Francis: Synod Fathers Must 'Listen'; Do 'Whatever' Jesus Tells Them
Speaking at a candlelight prayer vigil in St Peter’s Square on the eve of the opening of the synod of bishops on the family, Pope Francis made clear that he wants ‘the synod fathers’ to listen attentively to God and to the cry of the people, and to keep their sights fixed firmly on Jesus and do “whatever” he tells them.
He described the coming together of the 191 synod fathers with the Bishop of Rome as “an event of grace, in which episcopal collegiality is manifested in a journey of spiritual and pastoral discernment.”
He urged the synod fathers who were present at the vigil and the 80,000 faithful who had gathered in the square to pray with him for the successful outcome of this extraordinary assembly which, many analysts think, could prove to be a watershed in his pontificate and indeed in the life of the Catholic Church.
Pope Francis told the synod fathers that they have come together for two weeks (October 5-19) “to find out what the Lord wants of his Church today”. To discover this, he said, they “must listen to the heartbeat of this time (in history) and sense ‘the smell’ of the people today, so as to be impregnated by their joys and hopes, their sadness and anxieties”. He assured them that if they do this then “we will be able to propose the good news about the family with credibility.”
He asked the Holy Spirit to give them three things.
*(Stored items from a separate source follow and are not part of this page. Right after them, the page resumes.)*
use axum::Json;
use serde_json::{json, Value};

/// GET /health
/// Returns a simple status object with service version.
pub async fn health_handler() -> Json<Value> {
    Json(json!({
        "status": "ok",
        "version": env!("CARGO_PKG_VERSION"),
        "service": "relevance-api"
    }))
}
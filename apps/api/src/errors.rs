use axum::{
    extract::rejection::{BytesRejection, JsonRejection, PathRejection, QueryRejection},
    http::StatusCode,
    response::{IntoResponse, Response},
    Json,
};
use serde_json::json;
use thiserror::Error;

use crate::scoring::ScoringError;

/// Application-level error type.
/// Implements `IntoResponse` so Axum handlers can return `Result<T, AppError>`.
#[derive(Debug, Error)]
pub enum AppError {
    #[error("Not found: {0}")]
    NotFound(String),

    #[error("Validation error: {0}")]
    Validation(String),

    #[error("Invalid job spec: {0}")]
    InvalidJobSpec(String),

    #[error("Internal server error: {0}")]
    Internal(#[from] anyhow::Error),
}

impl From<ScoringError> for AppError {
    fn from(err: ScoringError) -> Self {
        match err {
            ScoringError::NoMustHaveSkills => AppError::InvalidJobSpec(err.to_string()),
            ScoringError::InvalidSemanticScore(_) => AppError::Internal(err.into()),
        }
    }
}

// Extractor rejections surface as 400s in the usual error envelope.
impl From<PathRejection> for AppError {
    fn from(rejection: PathRejection) -> Self {
        AppError::Validation(rejection.body_text())
    }
}

impl From<QueryRejection> for AppError {
    fn from(rejection: QueryRejection) -> Self {
        AppError::Validation(rejection.body_text())
    }
}

impl From<JsonRejection> for AppError {
    fn from(rejection: JsonRejection) -> Self {
        AppError::Validation(rejection.body_text())
    }
}

impl From<BytesRejection> for AppError {
    fn from(rejection: BytesRejection) -> Self {
        AppError::Validation(rejection.body_text())
    }
}

impl AppError {
    pub fn status(&self) -> StatusCode {
        match self {
            AppError::NotFound(_) => StatusCode::NOT_FOUND,
            AppError::Validation(_) => StatusCode::BAD_REQUEST,
            AppError::InvalidJobSpec(_) => StatusCode::UNPROCESSABLE_ENTITY,
            AppError::Internal(_) => StatusCode::INTERNAL_SERVER_ERROR,
        }
    }
}

impl IntoResponse for AppError {
    fn into_response(self) -> Response {
        let status = self.status();
        let (code, message) = match &self {
            AppError::NotFound(msg) => ("NOT_FOUND", msg.clone()),
            AppError::Validation(msg) => ("VALIDATION_ERROR", msg.clone()),
            AppError::InvalidJobSpec(msg) => ("INVALID_JOB_SPEC", msg.clone()),
            AppError::Internal(e) => {
                tracing::error!("Internal error: {e:?}");
                (
                    "INTERNAL_ERROR",
                    "An internal server error occurred".to_string(),
                )
            }
        };

        let body = Json(json!({
            "error": {
                "code": code,
                "message": message
            }
        }));

        (status, body).into_response()
    }
}
pub mod handlers;

use chrono::Utc;
use uuid::Uuid;

use crate::errors::AppError;
use crate::models::clean_list;
use crate::models::job::{JobPosting, JobStatus, NewJobPosting};
use crate::models::user::User;

/// Builds a posting from the upload form. New postings are always active;
/// location and uploader default to the operator's.
pub fn build_job(new: NewJobPosting, operator: &User) -> Result<JobPosting, AppError> {
    let title = new.title.trim().to_string();
    let company = new.company.trim().to_string();
    if title.is_empty() {
        return Err(AppError::Validation("title cannot be empty".to_string()));
    }
    if company.is_empty() {
        return Err(AppError::Validation("company cannot be empty".to_string()));
    }

    let location = new
        .location
        .map(|l| l.trim().to_string())
        .filter(|l| !l.is_empty())
        .unwrap_or_else(|| operator.location.clone());
    let uploaded_by = new
        .uploaded_by
        .map(|u| u.trim().to_string())
        .filter(|u| !u.is_empty())
        .unwrap_or_else(|| operator.name.clone());

    Ok(JobPosting {
        id: Uuid::new_v4(),
        title,
        company,
        location,
        description: new.description.trim().to_string(),
        must_have_skills: clean_list(new.must_have_skills),
        good_to_have_skills: clean_list(new.good_to_have_skills),
        qualifications: clean_list(new.qualifications),
        experience: new.experience.trim().to_string(),
        uploaded_by,
        status: JobStatus::Active,
        created_at: Utc::now(),
    })
}

#[cfg(test)]
mod tests {
    use super::*;
    use crate::models::user::UserRole;

    fn operator() -> User {
        User {
            id: Uuid::new_v4(),
            name: "Rahul Sharma".to_string(),
            email: "rahul.sharma@innomatics.in".to_string(),
            role: UserRole::PlacementTeam,
            location: "Hyderabad".to_string(),
        }
    }

    #[test]
    fn test_defaults_come_from_operator() {
        let job = build_job(
            NewJobPosting {
                title: "ML Engineer".to_string(),
                company: "Acme".to_string(),
                must_have_skills: vec!["Python".to_string(), " ".to_string()],
                ..Default::default()
            },
            &operator(),
        )
        .unwrap();
        assert_eq!(job.location, "Hyderabad");
        assert_eq!(job.uploaded_by, "Rahul Sharma");
        assert_eq!(job.status, JobStatus::Active);
        assert_eq!(job.must_have_skills, vec!["Python"]);
    }

    #[test]
    fn test_blank_title_rejected() {
        let err = build_job(
            NewJobPosting {
                title: "   ".to_string(),
                company: "Acme".to_string(),
                ..Default::default()
            },
            &operator(),
        )
        .unwrap_err();
        assert!(matches!(err, AppError::Validation(_)));
    }

    #[test]
    fn test_empty_must_have_is_accepted_at_creation() {
        let job = build_job(
            NewJobPosting {
                title: "Intern".to_string(),
                company: "Acme".to_string(),
                location: Some("Pune".to_string()),
                ..Default::default()
            },
            &operator(),
        )
        .unwrap();
        assert!(job.must_have_skills.is_empty());
        assert_eq!(job.location, "Pune");
    }
}
//! Semantic scorer — pluggable source of the "meaning" half of the relevance score.
//!
//! Default: `RandomSemanticScorer`, an unseeded placeholder drawing from [60, 90).
//! `FixedSemanticScorer` returns a constant and keeps analyses reproducible.
//!
//! `AppState` holds an `Arc<dyn SemanticScorer>`, chosen at startup via config.

use std::sync::Arc;

use async_trait::async_trait;
use rand::Rng;

use crate::config::SemanticBackend;
use crate::errors::AppError;
use crate::models::job::JobPosting;
use crate::models::resume::CandidateResume;

const RANDOM_LOW: f64 = 60.0;
const RANDOM_HIGH: f64 = 90.0;

/// Implement this to swap in a real similarity model without touching the
/// scorer or the handlers.
#[async_trait]
pub trait SemanticScorer: Send + Sync {
    async fn score(&self, resume: &CandidateResume, job: &JobPosting) -> Result<f64, AppError>;

    /// Short label for logs.
    fn backend(&self) -> &'static str;
}

/// Placeholder for a real semantic comparison: ignores its inputs and draws
/// uniformly from [60, 90) on the thread-local RNG.
pub struct RandomSemanticScorer;

#[async_trait]
impl SemanticScorer for RandomSemanticScorer {
    async fn score(&self, _resume: &CandidateResume, _job: &JobPosting) -> Result<f64, AppError> {
        Ok(rand::rng().random_range(RANDOM_LOW..RANDOM_HIGH))
    }

    fn backend(&self) -> &'static str {
        "random"
    }
}

pub struct FixedSemanticScorer(pub f64);

#[async_trait]
impl SemanticScorer for FixedSemanticScorer {
    async fn score(&self, _resume: &CandidateResume, _job: &JobPosting) -> Result<f64, AppError> {
        Ok(self.0)
    }

    fn backend(&self) -> &'static str {
        "fixed"
    }
}

impl SemanticBackend {
    pub fn build(&self) -> Arc<dyn SemanticScorer> {
        match self {
            SemanticBackend::Random => Arc::new(RandomSemanticScorer),
            SemanticBackend::Fixed(score) => Arc::new(FixedSemanticScorer(*score)),
        }
    }
}
//! Relevance Scorer — compares a candidate's skills against a job's skill lists.
//!
//! Pure and synchronous: the only non-deterministic input (the semantic score)
//! is passed in by the caller, so every output here is reproducible in tests.

use std::collections::HashSet;

use chrono::Utc;
use serde::Serialize;
use uuid::Uuid;

use super::ScoringError;
use crate::models::result::{MatchResult, Verdict};

const HARD_MATCH_FLOOR: f64 = 20.0;
const HARD_MATCH_SPAN: f64 = 70.0;
const HARD_MATCH_CAP: f64 = 90.0;
const HARD_WEIGHT: f64 = 0.6;
const SEMANTIC_WEIGHT: f64 = 0.4;
const MAX_STRENGTHS: usize = 3;
const MAX_WEAKNESSES: usize = 2;

/// Everything the scorer derives for one (candidate, job) pair.
#[derive(Debug, Clone, Serialize)]
pub struct ScoreBreakdown {
    pub matched_skills: Vec<String>,
    pub missing_skills: Vec<String>,
    /// Unrounded; rounded only when stored.
    pub hard_match_score: f64,
    pub semantic_match_score: f64,
    pub relevance_score: u32,
    pub verdict: Verdict,
    pub strengths: Vec<String>,
    pub weaknesses: Vec<String>,
    pub suggestions: Vec<String>,
}

impl ScoreBreakdown {
    /// Stamps the breakdown with a fresh id and timestamp.
    pub fn into_result(self, resume_id: Uuid, job_id: Uuid) -> MatchResult {
        MatchResult {
            id: Uuid::new_v4(),
            resume_id,
            job_id,
            relevance_score: self.relevance_score,
            verdict: self.verdict,
            hard_match_score: self.hard_match_score.round() as u32,
            semantic_match_score: self.semantic_match_score.round() as u32,
            matched_skills: self.matched_skills,
            missing_skills: self.missing_skills,
            strengths: self.strengths,
            weaknesses: self.weaknesses,
            suggestions: self.suggestions,
            analyzed_at: Utc::now(),
        }
    }
}

/// Scores one candidate against one job.
///
/// Matching is exact and case-sensitive. A job with no must-have skills is
/// rejected rather than divided by zero.
pub fn score_match(
    candidate_skills: &[String],
    must_have: &[String],
    good_to_have: &[String],
    semantic_score: f64,
) -> Result<ScoreBreakdown, ScoringError> {
    if must_have.is_empty() {
        return Err(ScoringError::NoMustHaveSkills);
    }
    if !semantic_score.is_finite() {
        return Err(ScoringError::InvalidSemanticScore(semantic_score));
    }
    let semantic_score = semantic_score.clamp(0.0, 100.0);

    let wanted: HashSet<&str> = must_have
        .iter()
        .chain(good_to_have.iter())
        .map(String::as_str)
        .collect();
    let held: HashSet<&str> = candidate_skills.iter().map(String::as_str).collect();

    let matched_skills = unique_in_order(
        candidate_skills
            .iter()
            .filter(|skill| wanted.contains(skill.as_str())),
    );
    let missing_skills = unique_in_order(
        must_have
            .iter()
            .filter(|skill| !held.contains(skill.as_str())),
    );

    let hard_match_score = hard_match(matched_skills.len(), must_have.len());
    let relevance_score = (hard_match_score * HARD_WEIGHT + semantic_score * SEMANTIC_WEIGHT)
        .round()
        .clamp(0.0, 100.0) as u32;

    Ok(ScoreBreakdown {
        strengths: matched_skills.iter().take(MAX_STRENGTHS).cloned().collect(),
        weaknesses: missing_skills.iter().take(MAX_WEAKNESSES).cloned().collect(),
        suggestions: build_suggestions(&missing_skills),
        verdict: Verdict::from_score(relevance_score),
        matched_skills,
        missing_skills,
        hard_match_score,
        semantic_match_score: semantic_score,
        relevance_score,
    })
}

/// `min(90, matched / must_have * 70 + 20)`. Caller guarantees `must_have > 0`.
fn hard_match(matched: usize, must_have: usize) -> f64 {
    let ratio = matched as f64 / must_have as f64;
    (ratio * HARD_MATCH_SPAN + HARD_MATCH_FLOOR).min(HARD_MATCH_CAP)
}

fn unique_in_order<'a>(skills: impl Iterator<Item = &'a String>) -> Vec<String> {
    let mut seen = HashSet::new();
    skills
        .filter(|skill| seen.insert(skill.as_str()))
        .cloned()
        .collect()
}

fn build_suggestions(missing_skills: &[String]) -> Vec<String> {
    let mut suggestions = Vec::with_capacity(3);
    if let Some(first) = missing_skills.first() {
        suggestions.push(format!("Consider adding {first} to your skillset"));
    }
    suggestions.push("Add more relevant project experience".to_string());
    suggestions.push("Get certified in cloud technologies".to_string());
    suggestions
}
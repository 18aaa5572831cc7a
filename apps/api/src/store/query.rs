use std::cmp::Ordering;
use std::fmt::Display;
use std::str::FromStr;

use serde::{Deserialize, Deserializer, Serialize};
use uuid::Uuid;

use crate::models::job::JobPosting;
use crate::models::result::{MatchResult, Verdict};
use crate::models::resume::CandidateResume;

/// Filter for the job list. `"all"` or an empty value disables a field.
#[derive(Debug, Clone, Default, Deserialize)]
pub struct JobFilter {
    pub search: Option<String>,
    pub location: Option<String>,
    pub status: Option<String>,
}

impl JobFilter {
    pub fn matches(&self, job: &JobPosting) -> bool {
        let search_ok = match active(&self.search) {
            Some(term) => contains_ci(&job.title, term) || contains_ci(&job.company, term),
            None => true,
        };
        let location_ok = active(&self.location).map_or(true, |l| job.location == l);
        let status_ok = active(&self.status).map_or(true, |s| job.status.as_str() == s);
        search_ok && location_ok && status_ok
    }
}

/// Filter for the resume list.
#[derive(Debug, Clone, Default, Deserialize)]
pub struct ResumeFilter {
    pub search: Option<String>,
    pub location: Option<String>,
}

impl ResumeFilter {
    pub fn matches(&self, resume: &CandidateResume) -> bool {
        let search_ok = match active(&self.search) {
            Some(term) => {
                contains_ci(&resume.student_name, term) || contains_ci(&resume.email, term)
            }
            None => true,
        };
        let location_ok = active(&self.location).map_or(true, |l| resume.location == l);
        search_ok && location_ok
    }
}

#[derive(Debug, Clone, Copy, Default, PartialEq, Eq)]
pub enum ResultSort {
    /// Highest relevance first.
    #[default]
    Score,
    /// Newest first.
    Date,
    /// Student name, A → Z.
    Name,
}

impl FromStr for ResultSort {
    type Err = String;

    fn from_str(s: &str) -> Result<Self, Self::Err> {
        match s.to_ascii_lowercase().as_str() {
            "score" => Ok(ResultSort::Score),
            "date" => Ok(ResultSort::Date),
            "name" => Ok(ResultSort::Name),
            other => Err(format!("unknown sort '{other}' (expected score, date or name)")),
        }
    }
}

impl ResultSort {
    pub fn apply(&self, rows: &mut [ResultRow]) {
        match self {
            ResultSort::Score => {
                rows.sort_by(|a, b| b.result.relevance_score.cmp(&a.result.relevance_score))
            }
            ResultSort::Date => rows.sort_by(|a, b| b.result.analyzed_at.cmp(&a.result.analyzed_at)),
            ResultSort::Name => rows.sort_by(|a, b| compare_names(a, b)),
        }
    }
}

fn compare_names(a: &ResultRow, b: &ResultRow) -> Ordering {
    let a = a.student_name.as_deref().unwrap_or("").to_lowercase();
    let b = b.student_name.as_deref().unwrap_or("").to_lowercase();
    a.cmp(&b)
}

#[derive(Debug, Clone, Default, Deserialize)]
pub struct ResultQuery {
    /// Matches the candidate's name or the job's title.
    pub search: Option<String>,
    #[serde(default, deserialize_with = "deserialize_filter")]
    pub verdict: Option<Verdict>,
    #[serde(default, deserialize_with = "deserialize_filter")]
    pub job_id: Option<Uuid>,
    #[serde(default, deserialize_with = "deserialize_filter")]
    pub resume_id: Option<Uuid>,
    #[serde(default, deserialize_with = "deserialize_sort")]
    pub sort: ResultSort,
}

impl ResultQuery {
    pub fn matches(&self, row: &ResultRow) -> bool {
        let search_ok = match active(&self.search) {
            Some(term) => {
                row.student_name.as_deref().is_some_and(|n| contains_ci(n, term))
                    || row.job_title.as_deref().is_some_and(|t| contains_ci(t, term))
            }
            None => true,
        };
        search_ok
            && self.verdict.map_or(true, |v| row.result.verdict == v)
            && self.job_id.map_or(true, |id| row.result.job_id == id)
            && self.resume_id.map_or(true, |id| row.result.resume_id == id)
    }
}

/// A result joined with the display names of the records it references.
#[derive(Debug, Clone, Serialize)]
pub struct ResultRow {
    #[serde(flatten)]
    pub result: MatchResult,
    pub student_name: Option<String>,
    pub job_title: Option<String>,
}

/// Parses a query value, treating `"all"` or an empty value as no filter.
fn deserialize_filter<'de, D, T>(deserializer: D) -> Result<Option<T>, D::Error>
where
    D: Deserializer<'de>,
    T: FromStr,
    T::Err: Display,
{
    let raw = Option::<String>::deserialize(deserializer)?;
    match active(&raw) {
        Some(v) => v.parse::<T>().map(Some).map_err(serde::de::Error::custom),
        None => Ok(None),
    }
}

fn deserialize_sort<'de, D>(deserializer: D) -> Result<ResultSort, D::Error>
where
    D: Deserializer<'de>,
{
    deserialize_filter(deserializer).map(Option::unwrap_or_default)
}

fn active(value: &Option<String>) -> Option<&str> {
    value
        .as_deref()
        .map(str::trim)
        .filter(|v| !v.is_empty() && !v.eq_ignore_ascii_case("all"))
}

fn contains_ci(haystack: &str, needle: &str) -> bool {
    haystack.to_lowercase().contains(&needle.to_lowercase())
}

#[cfg(test)]
mod tests {
    use super::*;
    use crate::models::fixtures::resume_with;
    use serde_json::json;

    #[test]
    fn test_resume_filter_matches_name_or_email() {
        let resume = resume_with("Sneha Kulkarni", "Pune", &["Java"]);
        let by_name = ResumeFilter {
            search: Some("SNEHA".to_string()),
            location: None,
        };
        let by_email = ResumeFilter {
            search: Some("kulkarni@".to_string()),
            location: Some("Pune".to_string()),
        };
        let wrong_city = ResumeFilter {
            search: None,
            location: Some("Delhi NCR".to_string()),
        };
        assert!(by_name.matches(&resume));
        assert!(by_email.matches(&resume));
        assert!(!wrong_city.matches(&resume));
    }

    #[test]
    fn test_verdict_filter_all_means_none() {
        let query: ResultQuery =
            serde_json::from_value(json!({ "verdict": "all", "sort": "date" })).unwrap();
        assert!(query.verdict.is_none());
        assert_eq!(query.sort, ResultSort::Date);

        let query: ResultQuery = serde_json::from_value(json!({ "verdict": "Medium" })).unwrap();
        assert_eq!(query.verdict, Some(Verdict::Medium));
        assert_eq!(query.sort, ResultSort::Score);
    }

    #[test]
    fn test_id_and_sort_filters_accept_all_or_empty() {
        let query: ResultQuery =
            serde_json::from_value(json!({ "job_id": "all", "resume_id": "", "sort": "" }))
                .unwrap();
        assert!(query.job_id.is_none());
        assert!(query.resume_id.is_none());
        assert_eq!(query.sort, ResultSort::Score);

        let id = Uuid::new_v4();
        let query: ResultQuery =
            serde_json::from_value(json!({ "job_id": id.to_string(), "sort": "Name" })).unwrap();
        assert_eq!(query.job_id, Some(id));
        assert_eq!(query.sort, ResultSort::Name);
    }

    #[test]
    fn test_malformed_job_id_rejected() {
        let parsed = serde_json::from_value::<ResultQuery>(json!({ "job_id": "job-1" }));
        assert!(parsed.is_err());
    }

    #[test]
    fn test_unknown_verdict_rejected() {
        let parsed = serde_json::from_value::<ResultQuery>(json!({ "verdict": "Great" }));
        assert!(parsed.is_err());
    }
}
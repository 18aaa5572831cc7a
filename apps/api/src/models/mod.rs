pub mod job;
pub mod result;
pub mod resume;
pub mod user;

use serde::{Deserialize, Deserializer};

/// Accepts either a JSON array of strings or a single comma-separated string.
/// Items are trimmed and blank items dropped in both forms.
pub fn deserialize_list_or_csv<'de, D>(deserializer: D) -> Result<Vec<String>, D::Error>
where
    D: Deserializer<'de>,
{
    #[derive(Deserialize)]
    #[serde(untagged)]
    enum ListOrCsv {
        List(Vec<String>),
        Csv(String),
    }

    let items = match ListOrCsv::deserialize(deserializer)? {
        ListOrCsv::List(items) => items,
        ListOrCsv::Csv(text) => split_csv(&text),
    };
    Ok(clean_list(items))
}

/// Splits comma-separated form text into trimmed, non-empty items.
pub fn split_csv(text: &str) -> Vec<String> {
    text.split(',')
        .map(str::trim)
        .filter(|s| !s.is_empty())
        .map(str::to_string)
        .collect()
}

/// Trims every item and drops the blank ones, preserving order.
pub fn clean_list(items: Vec<String>) -> Vec<String> {
    items
        .into_iter()
        .map(|s| s.trim().to_string())
        .filter(|s| !s.is_empty())
        .collect()
}

#[cfg(test)]
pub(crate) mod fixtures {
    use chrono::Utc;
    use uuid::Uuid;

    use super::job::{JobPosting, JobStatus};
    use super::resume::CandidateResume;

    fn strings(items: &[&str]) -> Vec<String> {
        items.iter().map(|s| s.to_string()).collect()
    }

    pub(crate) fn resume_with(name: &str, location: &str, skills: &[&str]) -> CandidateResume {
        CandidateResume {
            id: Uuid::new_v4(),
            file_name: format!("{}.pdf", name.to_lowercase().replace(' ', "_")),
            student_name: name.to_string(),
            email: format!("{}@example.com", name.to_lowercase().replace(' ', ".")),
            phone: String::new(),
            location: location.to_string(),
            file_size: 2048,
            skills: strings(skills),
            experience: String::new(),
            education: String::new(),
            projects: vec![],
            certifications: vec![],
            uploaded_at: Utc::now(),
        }
    }

    pub(crate) fn job_with(
        title: &str,
        location: &str,
        must_have: &[&str],
        good_to_have: &[&str],
    ) -> JobPosting {
        JobPosting {
            id: Uuid::new_v4(),
            title: title.to_string(),
            company: "TechCorp India".to_string(),
            location: location.to_string(),
            description: String::new(),
            must_have_skills: strings(must_have),
            good_to_have_skills: strings(good_to_have),
            qualifications: vec![],
            experience: "2-4 years".to_string(),
            uploaded_by: "Placement Team".to_string(),
            status: JobStatus::Active,
            created_at: Utc::now(),
        }
    }

    pub(crate) fn sample_resume() -> CandidateResume {
        resume_with("Priya Nair", "Hyderabad", &["Python", "SQL"])
    }

    pub(crate) fn sample_job() -> JobPosting {
        job_with(
            "Data Scientist",
            "Hyderabad",
            &["Python", "Machine Learning", "Statistics", "SQL", "Pandas"],
            &["TensorFlow", "PyTorch", "AWS", "Docker", "Kubernetes"],
        )
    }
}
First of all “the gift of listening: to listen to God so as hear with him the cry of the people; and to listen to the people, to the point of inhaling the will to which God is calling us”.
In addition to this, he prayed that the synod fathers “be willing to have a sincere, open and fraternal confrontation that will lead us to take pastoral responsibility for the questions that this change of epoch brings with it.”
His third request is that the synod fathers “fix their gaze on Jesus Christ”, because if they assume his way of thinking, living and relating then they will not have to struggle to translate the synod’s work into pastoral directions and guidelines, but will “do whatever he tells them”.
With those three attitudes, he said, their discussion on the family at the synod will become “a providential occasion” for “the renewal of the Church and society”.
Pope Francis concluded by praying that “the wind of Pentecost” may blow on the work of the synod, on the Church and on humanity and “undo the knots that prevent people from encountering each other, heal the wounds that are bleeding, rekindle hope, because so many are without hope” and “grant us creative charity so that we may love as Jesus loves”.
With his homily this evening at the prayer vigil, and his homilies at morning mass in recent weeks, Pope Francis has been sending signals to the synod fathers about the open and merciful attitude they should adopt in facing the big questions of the day.
Cardinal Lorenzo Baldisseri, Secretary General of the synod, speaking to the press on October 3 recalled that Pope Francis has convened this synod “because the family today is different to what it was 33 years ago when John Paul II published his apostolic exhortation ‘On the role of the Christian family in the modern world’ (‘Familiaris Consortio’).”
Furthermore, he said, “the Christian religion is a history, not an ideology. We can speak about the family from the doctrinal point of view or from the pastoral perspective. And there is theological development, all theologians say this. All is not static, we walk in history. There is a door that has been closed up to now, but Pope Francis wants to open it.”